Body weight (BW), handgrip strength and quality of life (QoL) (secondary outcomes) were assessed in weeks 1, 6, and 12.
BW was measured by nursing staff in residents wearing regular indoor clothing using available chair or lift scales.
Handgrip strength was measured with a Martin-Vigorimeter (Tuttlingen, Germany) using the medium-sized ball to the nearest of 0.2 kPA according to the manufacturers' standard operating procedure in a sitting position, as far as possible. Difficulties regarding functional and/or cognitive impairment were documented. Bedridden patients were supported by research associates. After careful instruction, residents performed two trials with both hands alternately, starting with the dominant hand, with maximum vigour [30]. The maximum value of the dominant hand was used for analyses.
QoL was evaluated using three subscales (care relationship, 7 items; positive affect, 6 items; negative affect, 3 items) and two additional items (does not want to eat, enjoys meals) of the Quality of Life in Dementia (QUALIDEM) questionnaire [31], which were perceived relevant regarding the intervention. Items were subjectively rated by nursing staff with four response options: never, rarely, sometimes, and frequently (Item scores 0–3). For some items, the answer option “not applicable” could be used as ratings may not be possible for people with severe dementia. Subscale scores were calculated separately by adding up item scores and then transformed to values between 0 and 100 for each subscale [32].
As specific items cannot be assessed in residents with very severe dementia [32, 33], a reduced number of items was applied in participants with “very severe cognitive decline” (Global Deterioration Scale [34] (GDS); see Ettema et al. [31]). GDS was evaluated by research associates.
Statistics
Samples size was calculated for energy intake as the primary outcome (power 0.8, α = 0.05, two-sided, GPower, Düsseldorf). Previous studies indicated an average baseline intake of about 1300 ± 300 kcal [8, 35]. An increase of 200 ± 450 kcal was expected.
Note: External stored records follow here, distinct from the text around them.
use std::path::Path;

use anyhow::{Context, Result};
use serde_json::{Map, Number, Value};
use serde_yaml::Value as YamlValue;
use thiserror::Error;
use tokio::fs;
use tracing::debug;

use super::model::Bundle;

#[derive(Debug, Error)]
pub enum BundleError {
    #[error("bundle is not valid YAML or JSON: {0}")]
    Syntax(#[from] serde_yaml::Error),
    #[error("unsupported mapping key {0}, keys must be scalars")]
    Key(String),
    #[error("number {0} cannot be represented in JSON")]
    Number(String),
    #[error("bundle has an unexpected shape: {0}")]
    Shape(#[from] serde_json::Error),
}

pub async fn load_bundle(path: &Path) -> Result<Bundle> {
    let raw = fs::read_to_string(path)
        .await
        .with_context(|| format!("reading bundle {}", path.display()))?;

    let bundle =
        parse_bundle(&raw).with_context(|| format!("parsing bundle {}", path.display()))?;
    debug!(
        path = %path.display(),
        requests = bundle.requests.len(),
        "loaded bundle"
    );
    Ok(bundle)
}

pub fn parse_bundle(contents: &str) -> Result<Bundle, BundleError> {
    let document: YamlValue = serde_yaml::from_str(contents)?;
    let value = yaml_to_json(document)?;
    let value = if value.is_null() {
        Value::Object(Map::new())
    } else {
        value
    };
    Ok(serde_json::from_value(value)?)
}

/// Converts a YAML document into JSON, keeping mapping order and turning
/// scalar keys (`200:`, `true:`) into their text form.
fn yaml_to_json(value: YamlValue) -> Result<Value, BundleError> {
    Ok(match value {
        YamlValue::Null => Value::Null,
        YamlValue::Bool(flag) => Value::Bool(flag),
        YamlValue::Number(number) => {
            if let Some(int) = number.as_i64() {
                Value::from(int)
            } else if let Some(uint) = number.as_u64() {
                Value::from(uint)
            } else {
                let float = number.as_f64().unwrap_or(f64::NAN);
                Value::Number(
                    Number::from_f64(float).ok_or_else(|| BundleError::Number(number.to_string()))?,
                )
            }
        }
        YamlValue::String(text) => Value::String(text),
        YamlValue::Sequence(items) => Value::Array(
            items
                .into_iter()
                .map(yaml_to_json)
                .collect::<Result<Vec<_>, _>>()?,
        ),
        YamlValue::Mapping(mapping) => {
            let mut map = Map::with_capacity(mapping.len());
            for (key, item) in mapping {
                map.insert(key_text(key)?, yaml_to_json(item)?);
            }
            Value::Object(map)
        }
        YamlValue::Tagged(tagged) => yaml_to_json(tagged.value)?,
    })
}

fn key_text(key: YamlValue) -> Result<String, BundleError> {
    match key {
        YamlValue::String(text) => Ok(text),
        YamlValue::Number(number) => Ok(number.to_string()),
        YamlValue::Bool(flag) => Ok(flag.to_string()),
        YamlValue::Null => Ok("null".to_string()),
        other => Err(BundleError::Key(format!("{other:?}"))),
    }
}

#[cfg(test)]
mod tests {
    use super::*;
    use anyhow::Result;
    use serde_json::json;
    use tempfile::tempdir;

    const SAMPLE: &str = r#"
common:
  baseUrl: https://{{host}}
  headers:
    accept: application/json
  options:
    follow: true
  tests:
    status: 200

requests:
  create-user:
    method: POST
    url: /users
    body:
      name: ada
    setvars:
      userId: $.id
  get-user:
    method: GET
    url: /users/{{userId}}
    tests:
      $.name: ada
      $.tags:
        $size: 2

varsets:
  local:
    host: localhost:8080
"#;

    #[test]
    fn parse_bundle_keeps_request_order() -> Result<()> {
        let bundle = parse_bundle(SAMPLE)?;

        let names: Vec<_> = bundle.request_names().collect();
        assert_eq!(names, vec!["create-user", "get-user"]);
        assert_eq!(bundle.common.base_url.as_deref(), Some("https://{{host}}"));
        assert_eq!(
            bundle.request("create-user").unwrap().body,
            Some(json!({"name": "ada"}))
        );

        let tests = bundle.request("get-user").unwrap().tests.clone().unwrap();
        let keys: Vec<_> = tests.keys().cloned().collect();
        assert_eq!(keys, vec!["$.name", "$.tags"]);
        Ok(())
    }

    #[test]
    fn parse_bundle_accepts_json() -> Result<()> {
        let bundle = parse_bundle(r#"{"requests": {"ping": {"url": "/ping", "method": "GET"}}}"#)?;
        assert_eq!(bundle.requests.len(), 1);
        Ok(())
    }

    #[test]
    fn parse_bundle_stringifies_scalar_keys() -> Result<()> {
        let bundle = parse_bundle("requests:\n  404:\n    url: /missing\n    method: GET\n")?;
        assert!(bundle.request("404").is_some());
        Ok(())
    }

    #[test]
    fn parse_bundle_treats_empty_document_as_empty_bundle() -> Result<()> {
        let bundle = parse_bundle("")?;
        assert!(bundle.requests.is_empty());
        Ok(())
    }

    #[test]
    fn parse_bundle_reports_syntax_errors() {
        let err = parse_bundle("requests: [unclosed").unwrap_err();
        assert!(matches!(err, BundleError::Syntax(_)));
    }

    #[test]
    fn parse_bundle_reports_shape_errors() {
        let err = parse_bundle("requests: 12").unwrap_err();
        assert!(matches!(err, BundleError::Shape(_)));
    }

    #[test]
    fn parse_bundle_keeps_requests_with_malformed_fields() -> Result<()> {
        let bundle = parse_bundle(
            r#"
requests:
  bad:
    url: /a
    options: true
  good:
    url: /b
    method: GET
"#,
        )?;

        let bad = bundle.request("bad").unwrap();
        assert_eq!(bad.url.as_deref(), Some("/a"));
        assert_eq!(bad.malformed[0].field, "options");
        assert!(bundle.request("good").unwrap().malformed.is_empty());
        Ok(())
    }

    #[tokio::test]
    async fn load_bundle_adds_file_context() -> Result<()> {
        let temp = tempdir()?;
        let path = temp.path().join("broken.yaml");
        tokio::fs::write(&path, "requests: 12").await?;

        let err = load_bundle(&path).await.unwrap_err();
        assert!(err.to_string().contains("parsing bundle"));
        Ok(())
    }
}
mod environment;
mod loader;

pub use environment::{available_environments, EnvironmentBuilder, EnvironmentContext};
pub use loader::{load_config, ApiBundleConfig, EnvironmentConfig, LoadedConfig};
Accordingly, 44 participants were needed to show significant effects. Assuming a dropout rate of 25% [8, 35], 55 residents were needed at entry.
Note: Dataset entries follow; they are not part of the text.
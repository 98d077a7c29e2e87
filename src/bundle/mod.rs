mod model;
mod reader;

pub use model::{
    Bundle, MalformedField, NameValue, NamedValues, RawCaptures, RawHeaders, RawParams,
    RawRequest,
};
pub use reader::{load_bundle, parse_bundle, BundleError};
Statistical analysis was performed using IBM SPSS Statistics for Windows, version 26 (IBM Corp., Armonk, NY). Only participants who completed the study with interruption of the intervention < 7 days and with complete outcome data were considered in the respective analyses.
Baseline characteristics are given as median and interquartile range (IQR) or mean and standard deviation (SD) for continuous variables and n (%) for categorical variables. Normal distribution was checked using normal Q–Q plot. Chi-squared test, t-test or Mann–Whitney-U-test were used to compare baseline characteristics between residents receiving regular and texture-modified meals.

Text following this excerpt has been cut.